AI is a very broad term and it is difficult to find a definition of the concept on which everyone agrees. In the wider sense, it can be defined as a branch of computer science dealing with the simulation of intelligent behaviour in computers, i.e. the capability of a machine to imitate intelligent (human) behaviour.
Technically speaking, the majority of the AI-systems which are used in industry today are data-driven algorithms. The basic principle of these algorithms is relatively simple, but they gain their capabilities from huge amounts of data, high repetition rates of calculations and multiple interconnections.
The usage of AI for many tasks is not a new idea. The development of faster computers with the possibility to store and process huge amounts of information (Big Data) makes the use of AI possible and reasonable. Deep Learning, which is itself a part of Machine Learning, makes use of multi-layered artificial neural network (ANN) to learn from Big Data and search for patterns that could be used for problem solving after some training of the ANN.
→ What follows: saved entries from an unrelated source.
//! Calendar pipeline: month logs, cycle tracking, weekly aggregate.

use tracing::{debug, warn};

use super::project;
use super::view::CalendarView;
use super::{DataSync, SyncEvent};
use crate::domain::Domain;
use crate::fetch::race_with_timeout;

impl DataSync {
  pub(crate) async fn load_calendar(&self, year: i32, month: u32, force: bool) {
    let domain = Domain::Calendar { year, month };
    let subject = self.subject();
    let key = domain.cache_key(&subject);

    if !force {
      if self.session.is_loaded(domain) {
        debug!(%domain, "already loaded this session");
        return;
      }
      if let Some(hit) = self.cache.get::<CalendarView>(&key) {
        debug!(%domain, "serving from cache");
        let seq = self.calendar.begin_run();
        if self.calendar.publish(seq, hit.payload) {
          self.session.mark_loaded(domain);
          self.send(SyncEvent::Published(domain));
        }
        return;
      }
    }

    let seq = self.calendar.begin_run();
    self.calendar.mark_loading(seq);
    let deadlines = self.deadlines;

    let (days, settings, week) = tokio::join!(
      {
        let (b, s) = (self.backend.clone(), subject.clone());
        race_with_timeout("month_logs", deadlines.multi, Vec::new(), async move {
          b.month_logs(&s, year, month).await
        })
      },
      {
        let (b, s) = (self.backend.clone(), subject.clone());
        race_with_timeout("cycle_settings", deadlines.read, None, async move {
          b.cycle_settings(&s).await.map(Some)
        })
      },
      {
        let (b, s) = (self.backend.clone(), subject.clone());
        race_with_timeout("week_aggregate", deadlines.read, None, async move {
          b.week_aggregate(&s).await.map(Some)
        })
      },
    );

    // The cycle detail read only happens for subjects who enabled tracking;
    // everyone else never triggers the call at all. A failed settings read
    // counts as disabled.
    let tracking_enabled = settings
      .into_value()
      .map(|s| s.tracking_enabled)
      .unwrap_or(false);
    let cycle = if tracking_enabled {
      let (b, s) = (self.backend.clone(), subject.clone());
      race_with_timeout("cycle_current", deadlines.read, None, async move {
        b.cycle_current(&s).await.map(Some)
      })
      .await
      .into_value()
    } else {
      None
    };

    let view = match project::project_calendar(
      year,
      month,
      days.into_value(),
      cycle,
      week.into_value(),
    ) {
      Ok(view) => view,
      Err(e) => {
        warn!(%domain, error = %e, "projection failed, degrading to defaults");
        let message = format!("calendar unavailable: {}", e);
        if self
          .calendar
          .publish_degraded(seq, CalendarView::empty(year, month), message.clone())
        {
          self.send(SyncEvent::Degraded(domain, message));
        }
        return;
      }
    };

    if self.calendar.publish(seq, view.clone()) {
      self.cache.set(&key, &view);
      self.session.mark_loaded(domain);
      self.send(SyncEvent::Published(domain));
    }
  }
}

#[cfg(test)]
mod tests {
  use std::sync::atomic::Ordering;

  use crate::domain::Domain;
  use crate::sync::testutil::harness;
  use crate::sync::LoadPhase;

  #[tokio::test]
  async fn test_cycle_detail_skipped_when_tracking_disabled() {
    let h = harness();

    h.sync
      .load(Domain::Calendar { year: 2026, month: 8 }, false)
      .await;

    assert_eq!(h.backend.count("cycle_settings"), 1);
    assert_eq!(h.backend.count("cycle_current"), 0);

    let view = h.sync.calendar().view().unwrap();
    assert!(view.cycle.is_none());
    assert!(!view.days.is_empty());
    assert!(view.week.is_some());
  }

  #[tokio::test]
  async fn test_cycle_detail_fetched_when_tracking_enabled() {
    let h = harness();
    h.backend.cycle_tracking_enabled.store(true, Ordering::SeqCst);

    h.sync
      .load(Domain::Calendar { year: 2026, month: 8 }, false)
      .await;

    assert_eq!(h.backend.count("cycle_current"), 1);
    let view = h.sync.calendar().view().unwrap();
    assert_eq!(view.cycle.unwrap().phase, "follicular");
  }

  #[tokio::test]
  async fn test_months_cached_independently() {
    let h = harness();

    h.sync
      .load(Domain::Calendar { year: 2026, month: 7 }, false)
      .await;
    h.sync
      .load(Domain::Calendar { year: 2026, month: 8 }, false)
      .await;
    assert_eq!(h.backend.count("month_logs"), 2);

    // Revisiting an already-loaded month is a session no-op.
    h.sync
      .load(Domain::Calendar { year: 2026, month: 7 }, false)
      .await;
    assert_eq!(h.backend.count("month_logs"), 2);
  }

  #[tokio::test]
  async fn test_invalid_month_degrades_with_error_flag() {
    let h = harness();

    h.sync
      .load(Domain::Calendar { year: 2026, month: 13 }, false)
      .await;

    // Never stuck in Loading: the pipeline lands on a safe default.
    assert_eq!(h.sync.calendar().phase(), LoadPhase::Ready);
    let view = h.sync.calendar().view().unwrap();
    assert!(view.days.is_empty());
    assert!(h.sync.calendar().error().is_some());
  }
}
Knowledge based automation including fuzzy logic and analytical methods such as, for example, Model Predictive Control (MPC) are also part of AI (Figure 1). Depending on the task, different AI methods are more applicable than others. Nowadays it is clear that there is no one-size-fits-all AI module for the cement production process like in refineries. Fuzzy logic is applicable for closed-loop control of technical processes with a moderate number of variables and data for which a control strategy can be expressed. It is a good choice for processes, where safe operation in critical situations is mandatory. Neural networks are used for recognition of hidden patterns for processes for which a control strategy cannot be expressed and that have a high numbers of input variables. MPC is a good choice for well-understood processes for which a mathematical model is available. Optimisation is possible if the model can be calculated faster than real time. On-line adaptivity is seriously not practicable in cement production.
Figure 1. High Level Control relies on AI.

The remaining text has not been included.